▸ **EXERCISE BRIEF**: What comes back must be the data itself, retyped exactly.
-------- LISTED ENTRIES
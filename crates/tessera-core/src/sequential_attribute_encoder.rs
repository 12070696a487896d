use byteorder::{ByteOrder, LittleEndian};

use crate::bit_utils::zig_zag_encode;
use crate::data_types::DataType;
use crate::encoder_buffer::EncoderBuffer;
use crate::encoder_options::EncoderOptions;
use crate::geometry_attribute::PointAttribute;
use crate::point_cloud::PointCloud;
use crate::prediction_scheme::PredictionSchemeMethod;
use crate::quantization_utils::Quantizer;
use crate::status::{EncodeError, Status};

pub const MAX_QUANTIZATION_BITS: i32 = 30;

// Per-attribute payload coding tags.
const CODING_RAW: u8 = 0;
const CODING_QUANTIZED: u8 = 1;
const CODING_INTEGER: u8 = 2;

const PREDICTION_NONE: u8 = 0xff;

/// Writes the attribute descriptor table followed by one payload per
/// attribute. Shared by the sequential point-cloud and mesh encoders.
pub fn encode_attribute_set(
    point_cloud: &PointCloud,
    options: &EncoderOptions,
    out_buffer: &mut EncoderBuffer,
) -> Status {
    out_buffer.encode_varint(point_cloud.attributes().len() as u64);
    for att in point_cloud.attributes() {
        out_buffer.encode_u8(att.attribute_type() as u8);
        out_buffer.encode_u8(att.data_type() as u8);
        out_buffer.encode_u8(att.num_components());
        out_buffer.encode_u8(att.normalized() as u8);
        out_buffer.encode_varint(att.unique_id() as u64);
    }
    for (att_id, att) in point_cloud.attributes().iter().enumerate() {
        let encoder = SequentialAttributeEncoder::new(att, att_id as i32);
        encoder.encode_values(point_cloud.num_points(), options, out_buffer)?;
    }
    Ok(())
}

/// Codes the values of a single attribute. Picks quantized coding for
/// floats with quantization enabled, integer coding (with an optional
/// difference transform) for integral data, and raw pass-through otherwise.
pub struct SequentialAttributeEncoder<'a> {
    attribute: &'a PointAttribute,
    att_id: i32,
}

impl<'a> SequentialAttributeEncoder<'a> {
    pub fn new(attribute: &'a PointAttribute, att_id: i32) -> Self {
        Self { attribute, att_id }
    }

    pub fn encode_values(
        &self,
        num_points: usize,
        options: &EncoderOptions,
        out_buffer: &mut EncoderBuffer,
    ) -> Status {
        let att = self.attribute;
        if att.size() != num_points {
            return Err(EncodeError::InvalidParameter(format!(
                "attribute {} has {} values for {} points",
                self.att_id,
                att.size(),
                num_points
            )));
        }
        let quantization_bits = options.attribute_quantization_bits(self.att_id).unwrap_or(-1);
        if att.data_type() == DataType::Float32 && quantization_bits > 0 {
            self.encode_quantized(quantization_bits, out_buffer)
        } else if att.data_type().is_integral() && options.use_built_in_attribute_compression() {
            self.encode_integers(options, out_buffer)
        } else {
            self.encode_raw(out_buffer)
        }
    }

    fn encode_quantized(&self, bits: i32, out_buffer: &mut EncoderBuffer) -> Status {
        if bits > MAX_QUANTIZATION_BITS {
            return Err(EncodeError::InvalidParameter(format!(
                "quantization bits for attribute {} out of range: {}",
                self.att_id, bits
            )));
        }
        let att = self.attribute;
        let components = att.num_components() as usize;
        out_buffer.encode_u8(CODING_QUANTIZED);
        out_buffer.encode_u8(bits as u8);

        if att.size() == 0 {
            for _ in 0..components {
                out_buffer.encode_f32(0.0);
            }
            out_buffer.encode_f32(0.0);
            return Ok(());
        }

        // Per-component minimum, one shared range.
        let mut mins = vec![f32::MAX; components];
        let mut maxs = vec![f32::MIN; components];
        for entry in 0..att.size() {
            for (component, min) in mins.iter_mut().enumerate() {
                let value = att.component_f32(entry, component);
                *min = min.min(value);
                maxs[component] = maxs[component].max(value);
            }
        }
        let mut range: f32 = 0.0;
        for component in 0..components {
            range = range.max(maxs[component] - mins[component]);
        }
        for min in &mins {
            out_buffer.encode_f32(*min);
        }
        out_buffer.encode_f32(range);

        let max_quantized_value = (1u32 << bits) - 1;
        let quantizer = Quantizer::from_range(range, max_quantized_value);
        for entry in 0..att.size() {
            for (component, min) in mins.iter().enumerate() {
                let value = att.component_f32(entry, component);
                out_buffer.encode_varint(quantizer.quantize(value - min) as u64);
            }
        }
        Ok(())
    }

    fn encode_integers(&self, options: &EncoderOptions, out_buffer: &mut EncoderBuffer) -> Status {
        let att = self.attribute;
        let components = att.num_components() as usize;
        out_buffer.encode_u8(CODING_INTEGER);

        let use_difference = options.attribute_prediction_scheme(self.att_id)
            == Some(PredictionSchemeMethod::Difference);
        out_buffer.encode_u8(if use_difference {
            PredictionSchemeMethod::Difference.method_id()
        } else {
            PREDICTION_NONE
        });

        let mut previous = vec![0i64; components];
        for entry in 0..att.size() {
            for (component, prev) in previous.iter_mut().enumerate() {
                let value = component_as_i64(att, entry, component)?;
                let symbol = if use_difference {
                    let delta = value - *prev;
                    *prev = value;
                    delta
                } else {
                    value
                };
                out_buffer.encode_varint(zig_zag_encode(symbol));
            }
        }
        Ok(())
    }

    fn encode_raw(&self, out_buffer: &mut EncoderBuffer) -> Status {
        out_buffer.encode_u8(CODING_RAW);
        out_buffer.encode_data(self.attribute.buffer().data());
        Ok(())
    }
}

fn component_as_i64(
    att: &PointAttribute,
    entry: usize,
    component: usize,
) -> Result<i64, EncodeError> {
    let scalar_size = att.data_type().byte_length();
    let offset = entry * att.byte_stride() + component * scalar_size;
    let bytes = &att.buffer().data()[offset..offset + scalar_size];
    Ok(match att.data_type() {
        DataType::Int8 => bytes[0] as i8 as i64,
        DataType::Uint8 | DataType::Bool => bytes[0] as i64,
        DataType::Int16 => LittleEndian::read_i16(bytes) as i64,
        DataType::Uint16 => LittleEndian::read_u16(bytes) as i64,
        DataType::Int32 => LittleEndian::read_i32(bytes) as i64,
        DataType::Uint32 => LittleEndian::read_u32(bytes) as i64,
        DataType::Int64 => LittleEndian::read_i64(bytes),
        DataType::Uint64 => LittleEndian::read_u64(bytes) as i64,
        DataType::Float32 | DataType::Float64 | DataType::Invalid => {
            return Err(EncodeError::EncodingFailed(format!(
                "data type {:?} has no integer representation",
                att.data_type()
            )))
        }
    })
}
----------------
▸ **EXPECTED ANSWER**:
filename crates/tessera-core/src/sequential_attribute_encoder.rs
repository 12070696a487896d
use byteorder::{ByteOrder, LittleEndian};

use crate::bit_utils::zig_zag_encode;
use crate::data_types::DataType;
use crate::encoder_buffer::EncoderBuffer;
use crate::encoder_options::EncoderOptions;
use crate::geometry_attribute::PointAttribute;
use crate::point_cloud::PointCloud;
use crate::prediction_scheme::PredictionSchemeMethod;
use crate::quantization_utils::Quantizer;
use crate::status::{EncodeError, Status};

pub const MAX_QUANTIZATION_BITS: i32 = 30;

// Per-attribute payload coding tags.
const CODING_RAW: u8 = 0;
const CODING_QUANTIZED: u8 = 1;
const CODING_INTEGER: u8 = 2;

const PREDICTION_NONE: u8 = 0xff;

/// Writes the attribute descriptor table followed by one payload per
/// attribute. Shared by the sequential point-cloud and mesh encoders.
pub fn encode_attribute_set(
    point_cloud: &PointCloud,
    options: &EncoderOptions,
    out_buffer: &mut EncoderBuffer,
) -> Status {
    out_buffer.encode_varint(point_cloud.attributes().len() as u64);
    for att in point_cloud.attributes() {
        out_buffer.encode_u8(att.attribute_type() as u8);
        out_buffer.encode_u8(att.data_type() as u8);
        out_buffer.encode_u8(att.num_components());
        out_buffer.encode_u8(att.normalized() as u8);
        out_buffer.encode_varint(att.unique_id() as u64);
    }
    for (att_id, att) in point_cloud.attributes().iter().enumerate() {
        let encoder = SequentialAttributeEncoder::new(att, att_id as i32);
        encoder.encode_values(point_cloud.num_points(), options, out_buffer)?;
    }
    Ok(())
}

/// Codes the values of a single attribute. Picks quantized coding for
/// floats with quantization enabled, integer coding (with an optional
/// difference transform) for integral data, and raw pass-through otherwise.
pub struct SequentialAttributeEncoder<'a> {
    attribute: &'a PointAttribute,
    att_id: i32,
}

impl<'a> SequentialAttributeEncoder<'a> {
    pub fn new(attribute: &'a PointAttribute, att_id: i32) -> Self {
        Self { attribute, att_id }
    }

    pub fn encode_values(
        &self,
        num_points: usize,
        options: &EncoderOptions,
        out_buffer: &mut EncoderBuffer,
    ) -> Status {
        let att = self.attribute;
        if att.size() != num_points {
            return Err(EncodeError::InvalidParameter(format!(
                "attribute {} has {} values for {} points",
                self.att_id,
                att.size(),
                num_points
            )));
        }
        let quantization_bits = options.attribute_quantization_bits(self.att_id).unwrap_or(-1);
        if att.data_type() == DataType::Float32 && quantization_bits > 0 {
            self.encode_quantized(quantization_bits, out_buffer)
        } else if att.data_type().is_integral() && options.use_built_in_attribute_compression() {
            self.encode_integers(options, out_buffer)
        } else {
            self.encode_raw(out_buffer)
        }
    }

    fn encode_quantized(&self, bits: i32, out_buffer: &mut EncoderBuffer) -> Status {
        if bits > MAX_QUANTIZATION_BITS {
            return Err(EncodeError::InvalidParameter(format!(
                "quantization bits for attribute {} out of range: {}",
                self.att_id, bits
            )));
        }
        let att = self.attribute;
        let components = att.num_components() as usize;
        out_buffer.encode_u8(CODING_QUANTIZED);
        out_buffer.encode_u8(bits as u8);

        if att.size() == 0 {
            for _ in 0..components {
                out_buffer.encode_f32(0.0);
            }
            out_buffer.encode_f32(0.0);
            return Ok(());
        }

        // Per-component minimum, one shared range.
        let mut mins = vec![f32::MAX; components];
        let mut maxs = vec![f32::MIN; components];
        for entry in 0..att.size() {
            for (component, min) in mins.iter_mut().enumerate() {
                let value = att.component_f32(entry, component);
                *min = min.min(value);
                maxs[component] = maxs[component].max(value);
            }
        }
        let mut range: f32 = 0.0;
        for component in 0..components {
            range = range.max(maxs[component] - mins[component]);
        }
        for min in &mins {
            out_buffer.encode_f32(*min);
        }
        out_buffer.encode_f32(range);

        let max_quantized_value = (1u32 << bits) - 1;
        let quantizer = Quantizer::from_range(range, max_quantized_value);
        for entry in 0..att.size() {
            for (component, min) in mins.iter().enumerate() {
                let value = att.component_f32(entry, component);
                out_buffer.encode_varint(quantizer.quantize(value - min) as u64);
            }
        }
        Ok(())
    }

    fn encode_integers(&self, options: &EncoderOptions, out_buffer: &mut EncoderBuffer) -> Status {
        let att = self.attribute;
        let components = att.num_components() as usize;
        out_buffer.encode_u8(CODING_INTEGER);

        let use_difference = options.attribute_prediction_scheme(self.att_id)
            == Some(PredictionSchemeMethod::Difference);
        out_buffer.encode_u8(if use_difference {
            PredictionSchemeMethod::Difference.method_id()
        } else {
            PREDICTION_NONE
        });

        let mut previous = vec![0i64; components];
        for entry in 0..att.size() {
            for (component, prev) in previous.iter_mut().enumerate() {
                let value = component_as_i64(att, entry, component)?;
                let symbol = if use_difference {
                    let delta = value - *prev;
                    *prev = value;
                    delta
                } else {
                    value
                };
                out_buffer.encode_varint(zig_zag_encode(symbol));
            }
        }
        Ok(())
    }

    fn encode_raw(&self, out_buffer: &mut EncoderBuffer) -> Status {
        out_buffer.encode_u8(CODING_RAW);
        out_buffer.encode_data(self.attribute.buffer().data());
        Ok(())
    }
}

fn component_as_i64(
    att: &PointAttribute,
    entry: usize,
    component: usize,
) -> Result<i64, EncodeError> {
    let scalar_size = att.data_type().byte_length();
    let offset = entry * att.byte_stride() + component * scalar_size;
    let bytes = &att.buffer().data()[offset..offset + scalar_size];
    Ok(match att.data_type() {
        DataType::Int8 => bytes[0] as i8 as i64,
        DataType::Uint8 | DataType::Bool => bytes[0] as i64,
        DataType::Int16 => LittleEndian::read_i16(bytes) as i64,
        DataType::Uint16 => LittleEndian::read_u16(bytes) as i64,
        DataType::Int32 => LittleEndian::read_i32(bytes) as i64,
        DataType::Uint32 => LittleEndian::read_u32(bytes) as i64,
        DataType::Int64 => LittleEndian::read_i64(bytes),
        DataType::Uint64 => LittleEndian::read_u64(bytes) as i64,
        DataType::Float32 | DataType::Float64 | DataType::Invalid => {
            return Err(EncodeError::EncodingFailed(format!(
                "data type {:?} has no integer representation",
                att.data_type()
            )))
        }
    })
}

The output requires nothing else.